------ Exercise data ------
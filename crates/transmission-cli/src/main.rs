//! # transmission-ctl
//!
//! Command-line front-end for the Transmission RPC interface.
//!
//! ## Usage
//!
//! ```sh,ignore
//! transmission-ctl --url http://localhost:9091/transmission/rpc list
//! transmission-ctl add 'magnet:?xt=urn:btih:...' --download-dir /srv/torrents
//! transmission-ctl set 1 2 --field uploadLimit=100 --field uploadLimited=true
//! ```
//!
//! Global options may also come from `TRANSMISSION_*` environment variables
//! or a `.env` file.

use std::{fs, path::Path};

use clap::Parser;
use tracing::{debug, info, warn};
use tracing_subscriber::EnvFilter;
use transmission_rpc::TransmissionClient;

use crate::cli::{Cli, CliError, Command};

mod cli;
mod output;

/// Initializes the tracing subscriber. Logs go to stderr so that stdout only
/// carries command output.
fn init_tracing() {
    let filter = EnvFilter::try_from_default_env().unwrap_or_else(|_| EnvFilter::new("warn"));
    tracing_subscriber::fmt()
        .with_env_filter(filter)
        .with_writer(std::io::stderr)
        .init();
}

/// Reads the raw contents of a `.torrent` file.
fn read_metainfo(path: &Path) -> Result<Vec<u8>, CliError> {
    fs::read(path).map_err(|source| CliError::Read {
        path: path.display().to_string(),
        source,
    })
}

/// Runs one subcommand against the daemon and prints its output.
async fn run(cli: Cli) -> Result<(), CliError> {
    let config = cli.config()?;
    let client = TransmissionClient::connect(config).await?;
    info!("Connected, RPC version {}", client.rpc_version());

    let response = match cli.command {
        Command::List => {
            let torrents = client.torrents().await?;
            print!(
                "{}",
                output::torrent_table(&torrents, |status| client.status_label(status))
            );
            return Ok(());
        }
        Command::Get { id } => client.get_torrent(id).await?,
        Command::Start(args) => client.start_torrents(args.ids).await?,
        Command::Stop(args) => client.stop_torrents(args.ids).await?,
        Command::Verify(args) => client.verify_torrents(args.ids).await?,
        Command::Reannounce(args) => client.reannounce_torrents(args.ids).await?,
        Command::Set { ids, fields } => {
            client
                .set_torrents(ids.ids, fields.into_arguments())
                .await?
        }
        Command::Add { source, options } => {
            client
                .add_file(&source, options.download_dir.as_deref(), options.extra())
                .await?
        }
        Command::AddMetainfo { path, options } => {
            let metainfo = read_metainfo(&path)?;
            debug!("Read {} bytes from {}", metainfo.len(), path.display());
            client
                .add_metainfo(&metainfo, options.download_dir.as_deref(), options.extra())
                .await?
        }
        Command::Remove { ids, delete } => client.remove_torrents(ids.ids, delete).await?,
        Command::Move {
            ids,
            location,
            move_data,
        } => client.move_torrents(ids.ids, &location, move_data).await?,
        Command::Rename { id, path, name } => client.rename_torrent(id, &path, &name).await?,
        Command::Session => client.session_get().await?,
        Command::SessionSet { fields } => client.session_set(fields.into_arguments()).await?,
        Command::Stats => client.session_stats().await?,
    };

    if !response.is_success() {
        warn!("Daemon answered {:?}", response.result());
    }
    println!("{}", output::pretty_json(&response)?);
    Ok(())
}

#[tokio::main]
async fn main() -> Result<(), Box<dyn std::error::Error>> {
    let _ = dotenvy::dotenv();
    init_tracing();

    let cli = Cli::parse();
    debug!("Running {:?}", cli.command);
    run(cli).await?;

    Ok(())
}
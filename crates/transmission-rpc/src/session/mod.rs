//! Session id negotiation and the RPC call protocol.
//!
//! Transmission rejects any call that does not carry the current session id
//! with HTTP 409 and hands out a fresh id in the same response. The session
//! obtains an id when it is created and renegotiates it once per call when
//! the daemon reports it as stale.

use std::fmt;

use tokio::sync::Mutex;
use tracing::{debug, instrument, warn};

use transmission_rpc_types::{Arguments, ProtocolError, RpcError, RpcRequest, RpcResponse};

use crate::config::ClientConfig;
use crate::transport::{HttpMethod, HttpRequest, HttpResponse, ReqwestTransport, Transport};


/// Header carrying the session id in both directions.
pub const SESSION_ID_HEADER: &str = "X-Transmission-Session-Id";

const STATUS_UNAUTHORIZED: u16 = 401;
const STATUS_CONFLICT: u16 = 409;

/// Opaque session id handed out by the daemon.
#[derive(Clone, PartialEq, Eq)]
struct SessionToken(String);

enum SessionState {
    Uninitialized,
    Authenticated(SessionToken),
}

impl SessionState {
    fn token(&self) -> Option<&SessionToken> {
        match self {
            Self::Uninitialized => None,
            Self::Authenticated(token) => Some(token),
        }
    }
}

/// An authenticated RPC session with a Transmission daemon.
///
/// The session id is only reachable through [`RpcSession::call`]. Calls hold
/// the session lock for the whole exchange, including a renegotiation, so
/// concurrent callers sharing one session are serialised.
pub struct RpcSession<T: Transport = ReqwestTransport> {
    transport: T,
    config: ClientConfig,
    state: Mutex<SessionState>,
}

impl<T: Transport> fmt::Debug for RpcSession<T> {
    fn fmt(&self, f: &mut fmt::Formatter<'_>) -> fmt::Result {
        f.debug_struct("RpcSession")
            .field("config", &self.config)
            .field("session_id", &"...")
            .finish()
    }
}

impl<T: Transport> RpcSession<T> {
    /// Creates a session and negotiates its first session id.
    ///
    /// Fails fast: an unreachable or misbehaving endpoint is reported here
    /// rather than on the first call.
    #[instrument(skip_all, fields(url = %config.endpoint.url()))]
    pub async fn connect(transport: T, config: ClientConfig) -> Result<Self, RpcError> {
        let session = Self {
            transport,
            config,
            state: Mutex::new(SessionState::Uninitialized),
        };
        session.acquire_token().await?;
        debug!("Session established");
        Ok(session)
    }

    /// The configuration this session was created with.
    pub fn config(&self) -> &ClientConfig {
        &self.config
    }

    /// Probes the endpoint for a new session id and stores it.
    ///
    /// The previous id is kept if the probe fails.
    pub async fn acquire_token(&self) -> Result<(), RpcError> {
        let mut state = self.state.lock().await;
        *state = SessionState::Authenticated(self.probe().await?);
        Ok(())
    }

    /// Executes `method` with `arguments` and returns the decoded response.
    ///
    /// A 409 answer triggers exactly one renegotiation and resend of the same
    /// body. The `result` field of the response is not inspected.
    #[instrument(skip(self, arguments))]
    pub async fn call(&self, method: &str, arguments: Arguments) -> Result<RpcResponse, RpcError> {
        if method.is_empty() {
            return Err(RpcError::InvalidArgument(
                "RPC method must not be empty".into(),
            ));
        }
        let body = RpcRequest::new(method, arguments).to_body()?;

        let mut state = self.state.lock().await;
        let mut response = self.post(&body, state.token()).await?;
        if response.status == STATUS_CONFLICT {
            warn!("Session id rejected, negotiating a new one");
            *state = SessionState::Authenticated(self.probe().await?);
            response = self.post(&body, state.token()).await?;
            if response.status == STATUS_CONFLICT {
                return Err(ProtocolError::InvalidSessionId.into());
            }
        }
        drop(state);

        match response.status {
            STATUS_UNAUTHORIZED => Err(RpcError::Authentication),
            _ if response.is_success() => {
                let decoded = RpcResponse::from_slice(&response.body)?;
                debug!(result = ?decoded.result(), "RPC call completed");
                Ok(decoded)
            }
            status => Err(ProtocolError::UnexpectedStatus(status).into()),
        }
    }

    /// Sends the session id probe and extracts the id from the 409 challenge.
    async fn probe(&self) -> Result<SessionToken, RpcError> {
        debug!("Requesting session id from {}", self.config.endpoint.url());
        let response = self
            .transport
            .send(self.request(HttpMethod::Get, None, None))
            .await?;

        match response.status {
            STATUS_UNAUTHORIZED => Err(RpcError::Authentication),
            STATUS_CONFLICT => {
                let token = response
                    .header(SESSION_ID_HEADER)
                    .map(str::trim)
                    .filter(|token| !token.is_empty())
                    .ok_or(ProtocolError::MissingSessionId)?;
                debug!("Received new session id");
                Ok(SessionToken(token.to_string()))
            }
            status => Err(ProtocolError::UnexpectedStatus(status).into()),
        }
    }

    async fn post(
        &self,
        body: &[u8],
        token: Option<&SessionToken>,
    ) -> Result<HttpResponse, RpcError> {
        let request = self.request(HttpMethod::Post, token, Some(body.to_vec()));
        Ok(self.transport.send(request).await?)
    }

    fn request(
        &self,
        method: HttpMethod,
        token: Option<&SessionToken>,
        body: Option<Vec<u8>>,
    ) -> HttpRequest {
        let mut headers = vec![("User-Agent".to_string(), self.config.user_agent.clone())];
        if let Some(credentials) = self.config.endpoint.credentials() {
            headers.push(("Authorization".into(), credentials.basic_auth_header()));
        }
        if body.is_some() {
            headers.push(("Content-Type".into(), "application/json".into()));
        }
        if let Some(SessionToken(token)) = token {
            headers.push((SESSION_ID_HEADER.into(), token.clone()));
        }

        HttpRequest {
            method,
            url: self.config.endpoint.url().clone(),
            headers,
            body,
            timeout: self.config.timeout,
        }
    }

    #[cfg(test)]
    pub(crate) async fn current_token(&self) -> Option<String> {
        self.state.lock().await.token().map(|token| token.0.clone())
    }
}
------
▶ Prompt
Could you restate word for word the lines above from the one containing "pub async fn call(&self, method: &str, arguments: Arguments)" through the one containing "let mut response", both included, and nothing else?

▶ Answer section
    pub async fn call(&self, method: &str, arguments: Arguments) -> Result<RpcResponse, RpcError> {
        if method.is_empty() {
            return Err(RpcError::InvalidArgument(
                "RPC method must not be empty".into(),
            ));
        }
        let body = RpcRequest::new(method, arguments).to_body()?;

        let mut state = self.state.lock().await;
        let mut response = self.post(&body, state.token()).await?;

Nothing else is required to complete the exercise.